Samsung likely to overcome hurdles to SanDisk buyout
By Marie-France Han and Rhee So-eui
SEOUL, Sept 18 (Reuters) - Samsung Electronics (005930.KS: Cotización) $5.9 billion offer for SanDisk Corp SNDK.O faces major hurdles, but a savage industry downturn should persuade the U.S. flash memory card maker's biggest shareholders to pressure the board into accepting the deal.
South Korea's Samsung, the world's biggest maker of memory chips, has offered to buy SanDisk for $26 a share in cash -- around an 80 percent premium. SanDisk, which makes NAND flash memory cards and drives for devices such as mobile phones and cameras, has rejected the bid as undervaluing the company. [ID:nN16292606]
But analysts say the California-based company can ill afford to snub a deal at a time of oversupply in the NAND flash industry and when worsening consumer confidence threatens sales of gadgets that use the chips.
"This is a buyer's market," said Peter Yu, an analyst at BNP Paribas. "Samsung has good timing, cash, balance sheet and a lot of leverage on its side."

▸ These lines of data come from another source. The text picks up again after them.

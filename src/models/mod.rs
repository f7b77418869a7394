pub mod page;

pub use page::{PageImage, PendingFile};
use anyhow::Result;
/// 日志工具模块
///
/// 负责初始化 tracing 订阅者（控制台 + 追加写入的日志文件），
/// 并提供服务运行过程中的格式化输出函数
use std::fs::OpenOptions;
use std::io::Write;
use std::path::Path;
use std::sync::Mutex;
use tracing::info;
use tracing_subscriber::prelude::*;
use tracing_subscriber::{fmt, EnvFilter};

use crate::config::Config;
use crate::orchestrator::LoopStats;

/// 初始化日志系统
///
/// 默认级别为 `info`，开启 `verbose_logging` 时为 `debug`；
/// 设置了 `RUST_LOG` 时以环境变量为准。
pub fn init(config: &Config) -> Result<()> {
    init_log_file(&config.log_file)?;

    let file = OpenOptions::new()
        .create(true)
        .append(true)
        .open(&config.log_file)?;

    let default_level = if config.verbose_logging { "debug" } else { "info" };
    let filter =
        EnvFilter::try_from_default_env().unwrap_or_else(|_| EnvFilter::new(default_level));

    tracing_subscriber::registry()
        .with(filter)
        .with(fmt::layer().with_target(false))
        .with(
            fmt::layer()
                .with_ansi(false)
                .with_target(false)
                .with_writer(Mutex::new(file)),
        )
        .try_init()?;

    Ok(())
}

/// 在日志文件末尾追加本次运行的分隔头
///
/// # 参数
/// - `log_file_path`: 日志文件路径
pub fn init_log_file(log_file_path: &Path) -> Result<()> {
    let log_header = format!(
        "{}\n文件处理服务日志 - {}\n{}\n",
        "=".repeat(60),
        chrono::Local::now().format("%Y-%m-%d %H:%M:%S"),
        "=".repeat(60)
    );
    let mut file = OpenOptions::new()
        .create(true)
        .append(true)
        .open(log_file_path)?;
    file.write_all(log_header.as_bytes())?;
    Ok(())
}

/// 记录服务启动信息
pub fn log_startup(config: &Config) {
    info!("{}", "=".repeat(60));
    info!("🚀 文件处理服务启动");
    info!("📥 输入目录: {}", config.input_dir.display());
    info!("📤 输出目录: {}", config.output_dir.display());
    info!("🗃️ 隔离目录: {}", config.holding_dir.display());
    info!(
        "⏱️ 空闲超时: {}ms | 探测: {} 次 × {}ms",
        config.idle_timeout_ms, config.lock_attempts, config.lock_backoff_ms
    );
    info!("{}", "=".repeat(60));
}

/// 记录文档输出信息
///
/// # 参数
/// - `reason`: 触发原因（序号中断 / 空闲超时 / 停止）
/// - `artifact`: 输出文件路径
/// - `pages`: 页数
pub fn log_flush(reason: &str, artifact: &Path, pages: usize) {
    info!("\n{}", "─".repeat(60));
    info!("📄 [{}] 已生成文档: {} ({} 页)", reason, artifact.display(), pages);
    info!("{}", "─".repeat(60));
}

/// 打印服务停止时的统计信息
pub fn print_final_stats(stats: &LoopStats) {
    info!("\n{}", "=".repeat(60));
    info!("📊 服务停止统计");
    info!(
        "停止时间: {}",
        chrono::Local::now().format("%Y-%m-%d %H:%M:%S")
    );
    info!("{}", "=".repeat(60));
    for line in final_stats_lines(stats) {
        info!("{}", line);
    }
    info!("{}", "=".repeat(60));
}

fn final_stats_lines(stats: &LoopStats) -> Vec<String> {
    vec![
        format!("🖼️ 接收页面: {}", stats.pages_accepted),
        format!("✅ 生成文档: {}", stats.artifacts.len()),
        format!(
            "🗃️ 隔离文件: {} (重复丢弃 {})",
            stats.quarantined, stats.duplicates_discarded
        ),
        format!("⏳ 占用延后: {} 次", stats.deferred),
        format!("❌ 渲染失败: {}", stats.render_failures),
        format!("🧹 停止时清理: {}", stats.drained),
    ]
}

Samsung, which has until now shied away from big acquisitions in favour of growing its own sales, needs to persuade some of SanDisk's top institutional investors of the powerful logic behind the deal. In turn they can pressure SanDisk's board to accept it.
SanDisk's ownership is dominated by institutional investors, led by Fidelity, which owns a 12 percent stake. SanDisk CEO Eli Harari only owns 1.4 percent of the company.
"Just securing 20 or 30 percent of SanDisk could give Samsung management control," said Hyundai Securities analyst Jay Kim.
Kim added that SanDisk shareholders may be reluctant to wait for a recovery in its share price, which slumped to a record low in June, from a peak near $80 a share in early 2006. Continuación...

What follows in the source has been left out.